Bcrosby, Sep 12 2008
  

       I imagine this store would sell: 1.bulk rice 2.bulk beans 3.artificial flavorings
sninctown, Sep 12 2008
  

       so you don't see a sudden increase in demand for the cheapest most marginal food as a problem? Seems pretty regressive to me.
WcW, Sep 12 2008
  

       //In fact ... DRILL!//   

       That was what it was like, in the olden days of long ago, at least in my part of the country.
neelandan, Sep 12 2008
  

       Whoa, take a breath WcW. Drilling puts food on the table for quite a few people.   

       Although I do agree that pushing more cheap food, especially in the USA where there is so much cheap bulk food (and so much eating of that food), is not what some countries (i.e. the USA) need.   

       I used to be a Grocery Outlet and Costco regular. In Costco not only do you get cheap food (and lots of it) you get demonstrations of how to cook and prepare the food (i.e. put it in a microwave). So this is -- very -- baked already. You want cheap pre-packaged meals? Try a hungry man meal.   

       The negative aspect is a bunch of kids growing up eating processed cheese, potted meat, tv dinners, etc, and the food culture of the nation stagnating. Kids should be hungrier and a little more cultured, I say.
mylodon, Sep 12 2008
  

       [rcarty] - Drilling and oil production is an industry, it employs people. A lot of them. It doesn't matter where the gasoline goes.
mylodon, Sep 12 2008
  

       People in circumstances which require extreme economy may have difficulty getting to this dedicated store.
bungston, Sep 12 2008
  

       [rcarty] Well, just promise me your social welfare system won't be based off oil money.   

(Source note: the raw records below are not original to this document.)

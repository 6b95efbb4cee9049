use async_trait::async_trait;
use bytes::Bytes;
use dashmap::DashSet;
use futures_util::future::BoxFuture;
use futures_util::{stream, StreamExt};
use std::collections::HashMap;
use std::sync::Arc;
use tokio::time::Duration;
use wayfinder_core::{
    sandbox_subdomain, Emitter, Gateway, Limiter, Topic, VerificationResult, VerificationStrategy, VerifyInput,
    WayfinderError,
};
use wayfinder_verify::{tee, ByteStream};

use crate::cache::ManifestVerificationCache;
use crate::manifest::{looks_like_manifest, Manifest};

const DEFAULT_CONCURRENCY: usize = 10;
const DEFAULT_MAX_DEPTH: u32 = 5;
const DEFAULT_CACHE_TTL_SECS: u64 = 3600;
const DEFAULT_CAPTURE_CAP_BYTES: u64 = 10 * 1024 * 1024;

/// Wraps a base [`VerificationStrategy`] and recursively verifies the
/// transitive resource graph a manifest describes. Constructing one with a
/// base that has no trusted gateways, or with `RemoteVerification` (which
/// cannot fetch nested resources at all), fails immediately.
pub struct ManifestVerificationStrategy {
    base: Arc<dyn VerificationStrategy>,
    client: reqwest::Client,
    concurrency: usize,
    max_depth: u32,
    capture_cap_bytes: u64,
    strict: bool,
    cache: Arc<ManifestVerificationCache>,
    emitter: Emitter,
}

impl ManifestVerificationStrategy {
    pub fn new(base: Arc<dyn VerificationStrategy>, client: reqwest::Client) -> Result<Self, WayfinderError> {
        if base.name() == "remote" {
            return Err(WayfinderError::Internal(
                "ManifestVerification cannot wrap RemoteVerification: it has no way to fetch nested resources"
                    .into(),
            ));
        }
        if base.trusted_gateways().is_empty() {
            return Err(WayfinderError::Internal(
                "ManifestVerification requires a base strategy with at least one trusted gateway".into(),
            ));
        }
        Ok(Self {
            base,
            client,
            concurrency: DEFAULT_CONCURRENCY,
            max_depth: DEFAULT_MAX_DEPTH,
            capture_cap_bytes: DEFAULT_CAPTURE_CAP_BYTES,
            strict: false,
            cache: Arc::new(ManifestVerificationCache::new(Duration::from_secs(DEFAULT_CACHE_TTL_SECS))),
            emitter: Emitter::new(),
        })
    }

    pub fn with_concurrency(mut self, concurrency: usize) -> Self {
        self.concurrency = concurrency;
        self
    }

    pub fn with_max_depth(mut self, max_depth: u32) -> Self {
        self.max_depth = max_depth;
        self
    }

    pub fn with_capture_cap_bytes(mut self, cap: u64) -> Self {
        self.capture_cap_bytes = cap;
        self
    }

    pub fn with_strict(mut self, strict: bool) -> Self {
        self.strict = strict;
        self
    }

    pub fn with_cache(mut self, cache: Arc<ManifestVerificationCache>) -> Self {
        self.cache = cache;
        self
    }

    pub fn with_emitter(mut self, emitter: Emitter) -> Self {
        self.emitter = emitter;
        self
    }

    pub fn cache(&self) -> &Arc<ManifestVerificationCache> {
        &self.cache
    }

    fn emit_progress(&self, event: &str, tx_id: &str, extra: serde_json::Value) {
        let mut payload = serde_json::json!({ "event": event, "txId": tx_id });
        if let (Some(obj), Some(extra_obj)) = (payload.as_object_mut(), extra.as_object()) {
            for (k, v) in extra_obj {
                obj.insert(k.clone(), v.clone());
            }
        }
        self.emitter.emit(Topic::ManifestProgress, payload);
    }

    async fn fetch_from_trusted(&self, tx_id: &str) -> Result<(Vec<u8>, Option<String>), WayfinderError> {
        let sandbox = sandbox_subdomain(tx_id)?;
        for gateway in self.base.trusted_gateways() {
            let url = gateway.request_url(Some(&sandbox), tx_id);
            let Ok(resp) = self.client.get(&url).send().await else {
                continue;
            };
            if !resp.status().is_success() {
                continue;
            }
            let content_type = resp
                .headers()
                .get("content-type")
                .and_then(|v| v.to_str().ok())
                .map(str::to_string);
            if let Ok(bytes) = resp.bytes().await {
                return Ok((bytes.to_vec(), content_type));
            }
        }
        Err(WayfinderError::RetrievalFailed(format!(
            "no trusted gateway served resource {tx_id}"
        )))
    }

    fn verify_resource<'a>(
        &'a self,
        tx_id: String,
        depth: u32,
        limiter: Arc<Limiter>,
        visited: Arc<DashSet<String>>,
    ) -> BoxFuture<'a, Result<(), WayfinderError>> {
        Box::pin(async move {
            if depth > self.max_depth {
                return Err(WayfinderError::MaxDepthExceeded {
                    max_depth: self.max_depth,
                });
            }
            if !visited.insert(tx_id.clone()) {
                return Ok(()); // already in flight/visited this request; cycle guard
            }
            if let Some(cached) = self.cache.get(&tx_id) {
                if cached.verified {
                    return Ok(());
                }
            }

            self.emit_progress("resource-verifying", &tx_id, serde_json::json!({ "depth": depth }));

            let permit = limiter.acquire().await.ok_or(WayfinderError::Cancelled)?;
            let fetch_result = self.fetch_from_trusted(&tx_id).await;
            drop(permit);
            let (bytes, content_type) = match fetch_result {
                Ok(pair) => pair,
                Err(e) => {
                    self.emitter.emit(
                        Topic::VerificationFailed,
                        serde_json::json!({ "txId": tx_id, "error": e.to_string() }),
                    );
                    self.cache.set(
                        tx_id.clone(),
                        VerificationResult {
                            tx_id: tx_id.clone(),
                            verified: false,
                            hash: None,
                            error: Some(e.to_string()),
                            timestamp: chrono::Utc::now(),
                            content: None,
                            content_type: None,
                            headers: HashMap::new(),
                        },
                    );
                    return if self.strict { Err(e) } else { Ok(()) };
                }
            };

            if looks_like_manifest(content_type.as_deref()) {
                self.emit_progress("nested-manifest-detected", &tx_id, serde_json::json!({}));
                let nested = Manifest::parse(&bytes)?;
                self.cache.set(tx_id.clone(), leaf_result(&tx_id, true, content_type, &bytes, self.capture_cap_bytes));
                let refs = nested.referenced_tx_ids()?;
                let results = futures_util::future::join_all(
                    refs.into_iter()
                        .map(|r| self.verify_resource(r, depth + 1, Arc::clone(&limiter), Arc::clone(&visited))),
                )
                .await;
                for result in results {
                    result?;
                }
                self.emit_progress("resource-verified", &tx_id, serde_json::json!({}));
                return Ok(());
            }

            let body: ByteStream = Box::pin(stream::once(async move { Ok::<Bytes, WayfinderError>(Bytes::from(bytes)) }));
            let mut headers = HashMap::new();
            if let Some(ct) = &content_type {
                headers.insert("content-type".to_string(), ct.clone());
            }
            match self
                .base
                .verify_data(body, VerifyInput { tx_id: tx_id.clone(), headers })
                .await
            {
                Ok(result) => {
                    self.cache.set(tx_id.clone(), result);
                    self.emit_progress("resource-verified", &tx_id, serde_json::json!({}));
                    Ok(())
                }
                Err(e) => {
                    self.emitter.emit(
                        Topic::VerificationFailed,
                        serde_json::json!({ "txId": tx_id, "error": e.to_string() }),
                    );
                    self.cache.set(
                        tx_id.clone(),
                        VerificationResult {
                            tx_id: tx_id.clone(),
                            verified: false,
                            hash: None,
                            error: Some(e.to_string()),
                            timestamp: chrono::Utc::now(),
                            content: None,
                            content_type: None,
                            headers: HashMap::new(),
                        },
                    );
                    if self.strict {
                        Err(e)
                    } else {
                        Ok(())
                    }
                }
            }
        })
    }
}

fn leaf_result(tx_id: &str, verified: bool, content_type: Option<String>, bytes: &[u8], cap: u64) -> VerificationResult {
    VerificationResult {
        tx_id: tx_id.to_string(),
        verified,
        hash: None,
        error: None,
        timestamp: chrono::Utc::now(),
        content: if (bytes.len() as u64) <= cap {
            Some(Bytes::copy_from_slice(bytes))
        } else {
            None
        },
        content_type,
        headers: HashMap::new(),
    }
}

async fn collect_all(mut stream: ByteStream) -> Result<Vec<u8>, WayfinderError> {
    let mut buf = Vec::new();
    while let Some(chunk) = stream.next().await {
        buf.extend_from_slice(&chunk?);
    }
    Ok(buf)
}

async fn collect_capped(mut stream: ByteStream, cap: u64) -> Result<Option<Bytes>, WayfinderError> {
    let mut buf = Vec::new();
    let mut over_cap = false;
    while let Some(chunk) = stream.next().await {
        let chunk = chunk?;
        if !over_cap {
            buf.extend_from_slice(&chunk);
            if buf.len() as u64 > cap {
                over_cap = true;
                buf.clear();
                buf.shrink_to_fit();
            }
        }
    }
    Ok(if over_cap { None } else { Some(Bytes::from(buf)) })
}

#[async_trait]
impl VerificationStrategy for ManifestVerificationStrategy {
    async fn verify_data(
        &self,
        data: ByteStream,
        input: VerifyInput,
    ) -> Result<VerificationResult, WayfinderError> {
        let content_type = input.headers.get("content-type").cloned();
        if !looks_like_manifest(content_type.as_deref()) {
            return self.base.verify_data(data, input).await;
        }

        let tx_id = input.tx_id.clone();
        self.emit_progress("manifest-detected", &tx_id, serde_json::json!({}));

        let mut branches = tee(data, 3);
        let capture_branch = branches.pop().unwrap();
        let parse_branch = branches.pop().unwrap();
        let verify_branch = branches.pop().unwrap();

        let verify_fut = self.base.verify_data(
            verify_branch,
            VerifyInput {
                tx_id: tx_id.clone(),
                headers: input.headers.clone(),
            },
        );
        let parse_fut = collect_all(parse_branch);
        let capture_fut = collect_capped(capture_branch, self.capture_cap_bytes);

        let (base_result, parsed_bytes, captured) = tokio::join!(verify_fut, parse_fut, capture_fut);
        let base_result = base_result?;
        let parsed_bytes = parsed_bytes?;
        let captured = captured?;

        let manifest = Manifest::parse(&parsed_bytes)?;
        self.emit_progress("manifest-parsed", &tx_id, serde_json::json!({}));

        let referenced = manifest.referenced_tx_ids()?;
        let limiter = Arc::new(Limiter::new(self.concurrency.max(1)));
        let visited: Arc<DashSet<String>> = Arc::new(DashSet::new());
        visited.insert(tx_id.clone());

        let results = futures_util::future::join_all(
            referenced
                .iter()
                .map(|r| self.verify_resource(r.clone(), 1, Arc::clone(&limiter), Arc::clone(&visited))),
        )
        .await;

        for result in &results {
            if result.is_err() && self.strict {
                return Err(WayfinderError::Internal(format!(
                    "nested manifest resource verification failed: {}",
                    result.as_ref().unwrap_err()
                )));
            }
        }

        let all_verified = referenced
            .iter()
            .all(|tx| self.cache.get(tx).map(|r| r.verified).unwrap_or(false));

        self.emit_progress(
            "manifest-complete",
            &tx_id,
            serde_json::json!({ "allVerified": all_verified }),
        );

        Ok(VerificationResult {
            tx_id,
            verified: base_result.verified && all_verified,
            hash: base_result.hash,
            error: None,
            timestamp: chrono::Utc::now(),
            content: captured,
            content_type,
            headers: input.headers,
        })
    }

    fn trusted_gateways(&self) -> &[Gateway] {
        self.base.trusted_gateways()
    }

    fn name(&self) -> &'static str {
        "manifest"
    }
}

       [bungston] They can all live on top of the store, in small apartments. Society can move poor people into areas where they don't have to move very far for poor, low-quality food.
mylodon, Sep 12 2008
  

       Mylodon...   

       I think you are being sarcastic about moving the poor to food. Imagine a future where we wish we had done that. Or moved food sources to the poor.   

       A common analogy is Wal-Mart. Imagine a world without such discount sellers: would the people be 'ok'? How much would inflation have increased? Wal-Mart added much purchasing value to the dollar. To draw the comparison: really, really cheap stuff is sometimes 'nice' and sometimes a basic necessity to maintain the current standard of living.   

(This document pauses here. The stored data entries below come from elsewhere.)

/// Builder for [`WayfinderClient`]. Gateways are the only required input;
/// everything else falls back to a sensible default with reasonable
/// concurrency and timeout settings.
pub struct WayfinderClientBuilder {
    http_client: Option<reqwest::Client>,
    gateways: Option<Arc<dyn GatewaysProvider>>,
    routing: Option<Arc<dyn RoutingStrategy>>,
    retrieval: Option<Arc<dyn DataRetrievalStrategy>>,
    verification: Option<Arc<dyn VerificationStrategy>>,
    emitter: Option<Emitter>,
    config: WayfinderConfig,
    metrics: Option<Arc<MetricsCollector>>,
}

impl Default for WayfinderClientBuilder {
    fn default() -> Self {
        Self {
            http_client: None,
            gateways: None,
            routing: None,
            retrieval: None,
            verification: None,
            emitter: None,
            config: WayfinderConfig::default(),
            metrics: None,
        }
    }
}

impl WayfinderClientBuilder {
    pub fn with_http_client(mut self, client: reqwest::Client) -> Self {
        self.http_client = Some(client);
        self
    }

    pub fn with_gateways(mut self, provider: Arc<dyn GatewaysProvider>) -> Self {
        self.gateways = Some(provider);
        self
    }

    /// Convenience over `with_gateways` for a fixed, never-refreshed list.
    /// An empty list is accepted here; it surfaces as `NoGateways` the first
    /// time the client actually tries to route a request.
    pub fn with_static_gateways(self, gateways: Vec<Gateway>) -> Self {
        self.with_gateways(Arc::new(StaticGatewaysProvider::new(gateways)))
    }

    pub fn with_routing(mut self, routing: Arc<dyn RoutingStrategy>) -> Self {
        self.routing = Some(routing);
        self
    }

    pub fn with_retrieval(mut self, retrieval: Arc<dyn DataRetrievalStrategy>) -> Self {
        self.retrieval = Some(retrieval);
        self
    }

    pub fn with_verification(mut self, verification: Arc<dyn VerificationStrategy>) -> Self {
        self.verification = Some(verification);
        self
    }

    pub fn with_emitter(mut self, emitter: Emitter) -> Self {
        self.emitter = Some(emitter);
        self
    }

    pub fn with_config(mut self, config: WayfinderConfig) -> Self {
        self.config = config;
        self
    }

    /// Supplies a metrics collector shared with other components (e.g. a
    /// `/metrics` scrape endpoint exposing the same registry). Defaults to a
    /// fresh, privately-registered collector.
    pub fn with_metrics(mut self, metrics: Arc<MetricsCollector>) -> Self {
        self.metrics = Some(metrics);
        self
    }

    pub fn build(self) -> Result<WayfinderClient, WayfinderError> {
        let http_client = self.http_client.unwrap_or_default();
        let gateways = self.gateways.ok_or_else(|| {
            WayfinderError::Internal("no gateways provider configured (call with_gateways or with_static_gateways)".into())
        })?;

        let routing = self.routing.unwrap_or_else(|| {
            Arc::new(
                FastestPing::new(http_client.clone())
                    .with_provider(gateways.clone())
                    .with_concurrency(self.config.probe_concurrency)
                    .with_timeout(Duration::from_millis(self.config.probe_timeout_ms)),
            )
        });

        let retrieval = self
            .retrieval
            .unwrap_or_else(|| Arc::new(ContiguousDataRetrieval::new(http_client.clone())));

        // Trusts whichever gateway served the bytes, with no independent
        // cross-check. Callers who want hash/data-root/signature checking
        // against trusted gateways configure `with_verification` explicitly.
        let verification = self.verification.unwrap_or_else(|| Arc::new(RemoteVerification::new()));

        let emitter = self.emitter.unwrap_or_else(|| Emitter::global().child());
        let metrics = self
            .metrics
            .map(Ok)
            .unwrap_or_else(|| MetricsCollector::new().map(Arc::new))
            .map_err(|e| WayfinderError::Internal(format!("failed to build metrics collector: {e}")))?;

        Ok(WayfinderClient {
            http_client,
            gateways,
            routing,
            retrieval,
            verification,
            manifest_cache: Arc::new(ManifestVerificationCache::new(Duration::from_secs(
                self.config.manifest_cache_ttl_secs,
            ))),
            emitter,
            config: self.config,
            metrics,
        })
    }
}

       Drill, baby, drill!! And about those rich elites...
Bcrosby, Sep 13 2008
  

       imagine less obesity, less congenital disease, an increasing rather than decreasing lifespan and an economy baised on strong local economies. Right now this wonderful country is considerably less wonderful because wealth and power are funneled to plutocrats. If you believe that jobs and industry are good for their own sake and that capital should flow unregulated from the working class into the pockets of a few capitalists then cheap poisonous food, cheap poisonous toys, cheap poluting vehicles, cheap crappy homes, and an expensive crappy government are all very "American".
WcW, Sep 15 2008
  

       // moving the poor to food //   

       <Obligatory Soylent Green reference>
8th of 7, Sep 15 2008
  

       Walmart is a bastion of efficiency and if it were only forced to pay employees well would be fine. Local means inefficient. Inefficient means less obtainable for the poor. Basically what you're saying, [WcW] is that the poor should be forced to pay higher prices. And the "poison" thing is balderdash. There exist in today's world efficient economies in which the poor have everything they need and those economies should be emulated.   

       Employment is undesirable. Our goal should be ZERO percent involuntary employment. If you think work is good for its own sake you're cracked.   

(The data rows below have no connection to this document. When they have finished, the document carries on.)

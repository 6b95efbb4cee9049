use async_trait::async_trait;
use futures_util::StreamExt;
use wayfinder_core::{sandbox_subdomain, Gateway, VerificationResult, VerificationStrategy, VerifyInput, WayfinderError};

use crate::tee::ByteStream;

const SIGNATURE_HEADER: &str = "x-ar-io-signature";

/// Cross-checks the data item/transaction signature attested by each
/// trusted gateway. Unlike [`crate::hash::HashVerification`] this strategy
/// does not recompute anything locally from the stream bytes — it holds the
/// same trusted-gateway abstraction and simply fails on disagreement or on
/// no gateway responding, exactly as the hash strategy does for digests.
pub struct SignatureVerification {
    client: reqwest::Client,
    trusted_gateways: Vec<Gateway>,
}

impl SignatureVerification {
    pub fn new(client: reqwest::Client, trusted_gateways: Vec<Gateway>) -> Self {
        Self {
            client,
            trusted_gateways,
        }
    }

    async fn fetch_signature(&self, gateway: &Gateway, sandbox: &str, tx_id: &str) -> Option<String> {
        let url = gateway.request_url(Some(sandbox), tx_id);
        let resp = self.client.head(&url).send().await.ok()?;
        resp.headers()
            .get(SIGNATURE_HEADER)
            .and_then(|v| v.to_str().ok())
            .map(str::to_string)
    }

    async fn fetch_trusted_signature(&self, tx_id: &str) -> Result<String, WayfinderError> {
        let sandbox = sandbox_subdomain(tx_id)?;
        let responses = futures_util::future::join_all(
            self.trusted_gateways
                .iter()
                .map(|gw| self.fetch_signature(gw, &sandbox, tx_id)),
        )
        .await;

        let mut trusted: Option<String> = None;
        for sig in responses.into_iter().flatten() {
            match &trusted {
                None => trusted = Some(sig),
                Some(existing) if *existing != sig => {
                    return Err(WayfinderError::verification_failed(
                        "signature",
                        format!("trusted gateways disagree on the signature for {tx_id}"),
                    ));
                }
                _ => {}
            }
        }

        trusted.ok_or_else(|| {
            WayfinderError::verification_failed("signature", "no trusted gateway returned a signature")
        })
    }
}

#[async_trait]
impl VerificationStrategy for SignatureVerification {
    async fn verify_data(
        &self,
        mut data: ByteStream,
        input: VerifyInput,
    ) -> Result<VerificationResult, WayfinderError> {
        let tx_id = input.tx_id.clone();
        let signature_fut = self.fetch_trusted_signature(&tx_id);
        let drain_fut = async {
            while let Some(chunk) = data.next().await {
                chunk?;
            }
            Ok::<(), WayfinderError>(())
        };
        let (signature, drained) = tokio::join!(signature_fut, drain_fut);
        drained?;
        let signature = signature?;

        Ok(VerificationResult {
            tx_id,
            verified: true,
            hash: Some(signature),
            error: None,
            timestamp: chrono::Utc::now(),
            content: None,
            content_type: input.headers.get("content-type").cloned(),
            headers: input.headers,
        })
    }

    fn trusted_gateways(&self) -> &[Gateway] {
        &self.trusted_gateways
    }

    fn name(&self) -> &'static str {
        "signature"
    }
}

       As for the idea, discount grocers are WKTE, and I'm not seeing anything different from "make discount grocers". Am I missing something?
Voice, Mar 04 2014
  

       No voice, what I am observing is that the average standard of living speaks to the real wealth of a nation.
WcW, Mar 05 2014
  

       //Employment is undesirable. Our goal should be ZERO percent involuntary employment. If you think work is good for its own sake you're cracked. //   

       I need some help here. So people should get everything they need free and not have to work to get it? Or people should all work for themselves? Or work for collectives or something.
Custardguts, Mar 05 2014
  

       Obesity is a direct result of selection pressures from a time - not that long ago - when your species routinely struggled to get enough food, and therefore eating massively when food was available was a successful survival strategy.   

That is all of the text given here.